(EXERCISE MATERIALS begins)

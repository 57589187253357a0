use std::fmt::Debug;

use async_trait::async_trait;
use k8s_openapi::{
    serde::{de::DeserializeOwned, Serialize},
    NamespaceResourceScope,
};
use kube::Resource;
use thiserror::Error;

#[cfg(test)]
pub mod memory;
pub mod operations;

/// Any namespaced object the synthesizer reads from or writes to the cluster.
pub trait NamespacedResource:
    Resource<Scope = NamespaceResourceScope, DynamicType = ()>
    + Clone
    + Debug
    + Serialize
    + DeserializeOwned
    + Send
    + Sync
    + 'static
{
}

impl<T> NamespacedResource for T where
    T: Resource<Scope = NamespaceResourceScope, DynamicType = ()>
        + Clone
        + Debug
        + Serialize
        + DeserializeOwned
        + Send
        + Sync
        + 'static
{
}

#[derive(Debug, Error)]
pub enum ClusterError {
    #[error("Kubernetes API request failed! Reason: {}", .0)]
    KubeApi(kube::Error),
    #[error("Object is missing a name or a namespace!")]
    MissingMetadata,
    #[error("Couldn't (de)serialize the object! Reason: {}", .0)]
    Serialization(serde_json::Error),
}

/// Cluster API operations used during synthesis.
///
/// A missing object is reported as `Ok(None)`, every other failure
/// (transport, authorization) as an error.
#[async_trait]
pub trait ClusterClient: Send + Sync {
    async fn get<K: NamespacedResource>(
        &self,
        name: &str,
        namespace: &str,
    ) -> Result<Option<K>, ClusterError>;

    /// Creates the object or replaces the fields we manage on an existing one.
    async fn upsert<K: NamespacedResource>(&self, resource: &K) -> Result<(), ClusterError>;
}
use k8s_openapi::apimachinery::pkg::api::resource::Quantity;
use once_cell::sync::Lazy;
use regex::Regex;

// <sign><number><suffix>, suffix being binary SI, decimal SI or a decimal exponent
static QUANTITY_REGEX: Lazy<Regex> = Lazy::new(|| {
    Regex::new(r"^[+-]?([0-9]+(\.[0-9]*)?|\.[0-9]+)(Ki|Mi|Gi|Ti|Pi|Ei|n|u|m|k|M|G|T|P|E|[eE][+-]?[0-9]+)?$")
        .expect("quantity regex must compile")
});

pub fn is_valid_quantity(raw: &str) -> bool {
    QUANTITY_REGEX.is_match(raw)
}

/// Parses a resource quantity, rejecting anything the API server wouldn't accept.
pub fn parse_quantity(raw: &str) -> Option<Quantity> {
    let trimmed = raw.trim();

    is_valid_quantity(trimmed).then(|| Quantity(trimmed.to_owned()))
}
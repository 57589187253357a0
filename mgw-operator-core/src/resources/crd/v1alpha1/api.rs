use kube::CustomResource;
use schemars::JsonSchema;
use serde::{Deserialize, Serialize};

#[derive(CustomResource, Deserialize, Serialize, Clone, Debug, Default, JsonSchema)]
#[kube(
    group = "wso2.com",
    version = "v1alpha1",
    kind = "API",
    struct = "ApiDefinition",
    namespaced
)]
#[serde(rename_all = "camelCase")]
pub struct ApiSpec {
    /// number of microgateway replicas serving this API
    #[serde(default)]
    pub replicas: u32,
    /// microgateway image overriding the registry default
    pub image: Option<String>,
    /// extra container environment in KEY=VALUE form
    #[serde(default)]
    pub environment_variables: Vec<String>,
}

(EXERCISE MATERIALS ends)
(EXERCISE MATERIALS begins)

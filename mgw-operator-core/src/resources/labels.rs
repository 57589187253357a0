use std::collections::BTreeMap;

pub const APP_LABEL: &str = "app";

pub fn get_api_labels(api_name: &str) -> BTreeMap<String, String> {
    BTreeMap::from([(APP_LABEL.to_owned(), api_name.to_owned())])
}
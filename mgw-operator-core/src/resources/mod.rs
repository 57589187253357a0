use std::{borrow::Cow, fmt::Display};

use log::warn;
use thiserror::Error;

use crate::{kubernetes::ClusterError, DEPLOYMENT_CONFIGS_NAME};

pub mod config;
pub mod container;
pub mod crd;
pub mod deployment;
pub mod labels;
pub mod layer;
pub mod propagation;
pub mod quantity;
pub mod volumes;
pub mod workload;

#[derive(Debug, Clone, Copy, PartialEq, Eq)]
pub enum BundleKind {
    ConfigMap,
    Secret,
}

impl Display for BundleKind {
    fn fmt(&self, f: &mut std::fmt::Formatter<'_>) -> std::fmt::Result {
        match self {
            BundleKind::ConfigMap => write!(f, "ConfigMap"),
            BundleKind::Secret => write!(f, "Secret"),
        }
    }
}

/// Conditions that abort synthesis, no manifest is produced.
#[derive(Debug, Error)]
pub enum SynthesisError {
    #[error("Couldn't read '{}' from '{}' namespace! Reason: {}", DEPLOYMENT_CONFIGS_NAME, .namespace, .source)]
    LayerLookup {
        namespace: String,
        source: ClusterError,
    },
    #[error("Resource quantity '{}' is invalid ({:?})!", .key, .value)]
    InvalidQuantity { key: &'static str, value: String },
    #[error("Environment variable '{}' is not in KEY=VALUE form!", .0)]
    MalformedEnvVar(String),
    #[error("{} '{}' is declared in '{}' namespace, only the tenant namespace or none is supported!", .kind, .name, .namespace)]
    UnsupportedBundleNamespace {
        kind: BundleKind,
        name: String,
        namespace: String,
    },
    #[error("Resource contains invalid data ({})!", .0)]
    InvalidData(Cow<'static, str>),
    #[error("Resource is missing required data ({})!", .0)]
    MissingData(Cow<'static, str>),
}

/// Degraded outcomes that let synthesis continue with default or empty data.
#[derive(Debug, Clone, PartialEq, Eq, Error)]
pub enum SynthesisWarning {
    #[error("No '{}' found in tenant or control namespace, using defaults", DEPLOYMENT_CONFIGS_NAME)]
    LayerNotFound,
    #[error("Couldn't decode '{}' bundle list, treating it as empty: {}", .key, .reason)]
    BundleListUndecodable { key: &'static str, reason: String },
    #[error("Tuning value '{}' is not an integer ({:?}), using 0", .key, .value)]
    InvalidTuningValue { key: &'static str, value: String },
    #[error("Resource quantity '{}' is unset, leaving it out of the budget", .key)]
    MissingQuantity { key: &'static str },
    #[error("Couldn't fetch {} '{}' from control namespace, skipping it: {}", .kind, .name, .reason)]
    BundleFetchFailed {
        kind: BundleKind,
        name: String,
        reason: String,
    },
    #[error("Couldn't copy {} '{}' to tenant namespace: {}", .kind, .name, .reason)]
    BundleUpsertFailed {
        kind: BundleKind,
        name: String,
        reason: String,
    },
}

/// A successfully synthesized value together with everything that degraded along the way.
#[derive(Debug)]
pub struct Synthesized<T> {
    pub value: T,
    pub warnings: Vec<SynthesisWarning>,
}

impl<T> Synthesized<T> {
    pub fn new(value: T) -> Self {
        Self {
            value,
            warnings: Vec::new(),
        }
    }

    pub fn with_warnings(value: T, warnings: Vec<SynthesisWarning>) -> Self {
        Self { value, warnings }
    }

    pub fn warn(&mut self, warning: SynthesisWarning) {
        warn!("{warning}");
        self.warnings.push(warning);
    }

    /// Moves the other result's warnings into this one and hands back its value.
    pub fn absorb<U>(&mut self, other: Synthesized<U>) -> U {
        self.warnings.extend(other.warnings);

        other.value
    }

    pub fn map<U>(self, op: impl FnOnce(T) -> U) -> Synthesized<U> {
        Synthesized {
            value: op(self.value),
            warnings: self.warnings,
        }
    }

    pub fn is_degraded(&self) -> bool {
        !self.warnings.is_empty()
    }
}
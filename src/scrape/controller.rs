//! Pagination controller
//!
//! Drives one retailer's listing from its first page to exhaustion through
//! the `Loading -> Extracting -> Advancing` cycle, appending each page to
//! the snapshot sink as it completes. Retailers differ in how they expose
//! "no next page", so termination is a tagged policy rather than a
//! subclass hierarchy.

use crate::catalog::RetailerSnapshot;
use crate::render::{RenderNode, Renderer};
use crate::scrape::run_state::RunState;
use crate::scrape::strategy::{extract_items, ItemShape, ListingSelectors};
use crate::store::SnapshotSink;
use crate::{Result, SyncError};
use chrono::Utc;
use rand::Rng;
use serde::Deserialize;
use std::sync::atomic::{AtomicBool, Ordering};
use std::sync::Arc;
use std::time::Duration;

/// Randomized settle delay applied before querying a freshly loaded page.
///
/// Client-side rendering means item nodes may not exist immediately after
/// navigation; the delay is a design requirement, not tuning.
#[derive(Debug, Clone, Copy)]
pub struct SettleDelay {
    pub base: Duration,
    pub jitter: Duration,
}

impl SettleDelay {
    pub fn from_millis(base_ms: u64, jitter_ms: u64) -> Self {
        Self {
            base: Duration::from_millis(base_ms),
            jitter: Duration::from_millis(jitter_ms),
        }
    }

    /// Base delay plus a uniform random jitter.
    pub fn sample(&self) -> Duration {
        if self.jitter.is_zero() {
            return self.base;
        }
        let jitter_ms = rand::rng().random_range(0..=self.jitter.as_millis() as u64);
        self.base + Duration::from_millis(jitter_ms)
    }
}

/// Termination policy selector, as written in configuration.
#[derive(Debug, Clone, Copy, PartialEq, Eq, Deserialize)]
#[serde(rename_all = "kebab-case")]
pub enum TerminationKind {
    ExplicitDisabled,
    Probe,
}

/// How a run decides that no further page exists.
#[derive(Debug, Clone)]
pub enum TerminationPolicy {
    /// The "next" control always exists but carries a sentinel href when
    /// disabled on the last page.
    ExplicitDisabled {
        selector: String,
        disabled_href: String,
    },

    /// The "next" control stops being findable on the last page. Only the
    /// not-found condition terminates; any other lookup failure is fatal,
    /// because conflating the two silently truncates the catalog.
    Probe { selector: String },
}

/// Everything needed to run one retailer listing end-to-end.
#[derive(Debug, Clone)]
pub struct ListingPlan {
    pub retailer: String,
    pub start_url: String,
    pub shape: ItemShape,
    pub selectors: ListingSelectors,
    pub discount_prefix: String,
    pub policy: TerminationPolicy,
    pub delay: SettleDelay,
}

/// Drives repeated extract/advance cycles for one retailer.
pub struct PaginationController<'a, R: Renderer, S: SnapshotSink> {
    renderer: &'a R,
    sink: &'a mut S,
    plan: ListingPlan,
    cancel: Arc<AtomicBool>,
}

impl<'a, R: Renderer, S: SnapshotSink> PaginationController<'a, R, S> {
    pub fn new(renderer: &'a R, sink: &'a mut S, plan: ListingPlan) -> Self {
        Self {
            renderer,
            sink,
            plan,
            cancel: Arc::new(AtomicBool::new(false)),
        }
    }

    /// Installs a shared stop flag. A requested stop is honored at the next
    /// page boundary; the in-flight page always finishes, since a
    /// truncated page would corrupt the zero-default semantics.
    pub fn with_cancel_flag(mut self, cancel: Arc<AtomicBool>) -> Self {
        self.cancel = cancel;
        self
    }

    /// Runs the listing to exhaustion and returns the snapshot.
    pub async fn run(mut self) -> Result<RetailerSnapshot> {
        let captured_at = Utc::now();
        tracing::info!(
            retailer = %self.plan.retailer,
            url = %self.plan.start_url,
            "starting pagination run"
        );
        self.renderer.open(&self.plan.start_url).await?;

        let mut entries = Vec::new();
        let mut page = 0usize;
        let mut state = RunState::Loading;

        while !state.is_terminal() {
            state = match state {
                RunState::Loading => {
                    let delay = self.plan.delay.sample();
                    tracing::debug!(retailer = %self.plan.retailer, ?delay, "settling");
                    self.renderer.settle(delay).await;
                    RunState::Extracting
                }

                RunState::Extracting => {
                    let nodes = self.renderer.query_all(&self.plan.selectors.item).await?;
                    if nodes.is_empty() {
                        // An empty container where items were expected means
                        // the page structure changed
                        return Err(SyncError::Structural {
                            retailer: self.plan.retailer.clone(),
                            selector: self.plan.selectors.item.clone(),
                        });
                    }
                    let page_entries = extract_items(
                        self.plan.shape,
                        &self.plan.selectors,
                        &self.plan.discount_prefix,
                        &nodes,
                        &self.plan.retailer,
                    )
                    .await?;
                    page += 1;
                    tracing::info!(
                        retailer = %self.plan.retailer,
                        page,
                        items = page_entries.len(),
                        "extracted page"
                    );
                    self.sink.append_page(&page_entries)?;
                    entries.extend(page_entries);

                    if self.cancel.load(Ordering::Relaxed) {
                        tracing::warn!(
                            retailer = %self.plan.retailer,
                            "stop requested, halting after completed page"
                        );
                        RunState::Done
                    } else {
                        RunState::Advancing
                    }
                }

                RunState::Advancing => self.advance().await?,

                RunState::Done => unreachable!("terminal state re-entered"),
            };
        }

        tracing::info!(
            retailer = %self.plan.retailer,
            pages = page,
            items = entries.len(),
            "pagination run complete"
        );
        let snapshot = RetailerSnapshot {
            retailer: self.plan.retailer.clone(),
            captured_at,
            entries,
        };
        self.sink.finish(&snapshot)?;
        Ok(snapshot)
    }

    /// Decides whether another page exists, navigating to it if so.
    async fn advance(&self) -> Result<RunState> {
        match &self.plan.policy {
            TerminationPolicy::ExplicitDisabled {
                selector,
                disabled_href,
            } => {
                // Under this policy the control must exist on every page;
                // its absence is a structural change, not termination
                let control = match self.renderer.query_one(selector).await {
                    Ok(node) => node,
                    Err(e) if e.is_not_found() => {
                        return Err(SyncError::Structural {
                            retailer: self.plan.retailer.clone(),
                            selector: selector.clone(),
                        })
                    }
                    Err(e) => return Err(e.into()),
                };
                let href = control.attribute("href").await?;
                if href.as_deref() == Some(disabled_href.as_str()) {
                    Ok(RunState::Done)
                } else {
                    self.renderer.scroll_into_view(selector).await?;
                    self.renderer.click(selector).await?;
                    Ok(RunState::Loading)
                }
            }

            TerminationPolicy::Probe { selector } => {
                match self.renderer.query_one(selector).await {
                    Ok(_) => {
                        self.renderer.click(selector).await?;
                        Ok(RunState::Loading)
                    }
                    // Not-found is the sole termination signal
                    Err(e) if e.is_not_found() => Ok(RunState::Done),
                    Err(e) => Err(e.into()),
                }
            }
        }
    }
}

(EXERCISE MATERIALS ends)

__PROBLEM REQUIREMENTS__. Reproduce the lines above, beginning at the line with "pub fn from_millis(base_ms: u64, jitter_ms: u64)" and stopping after the line with "return self.base;", exactly as they are.

__EXERCISE ANSWER__.
    pub fn from_millis(base_ms: u64, jitter_ms: u64) -> Self {
        Self {
            base: Duration::from_millis(base_ms),
            jitter: Duration::from_millis(jitter_ms),
        }
    }

    /// Base delay plus a uniform random jitter.
    pub fn sample(&self) -> Duration {
        if self.jitter.is_zero() {
            return self.base;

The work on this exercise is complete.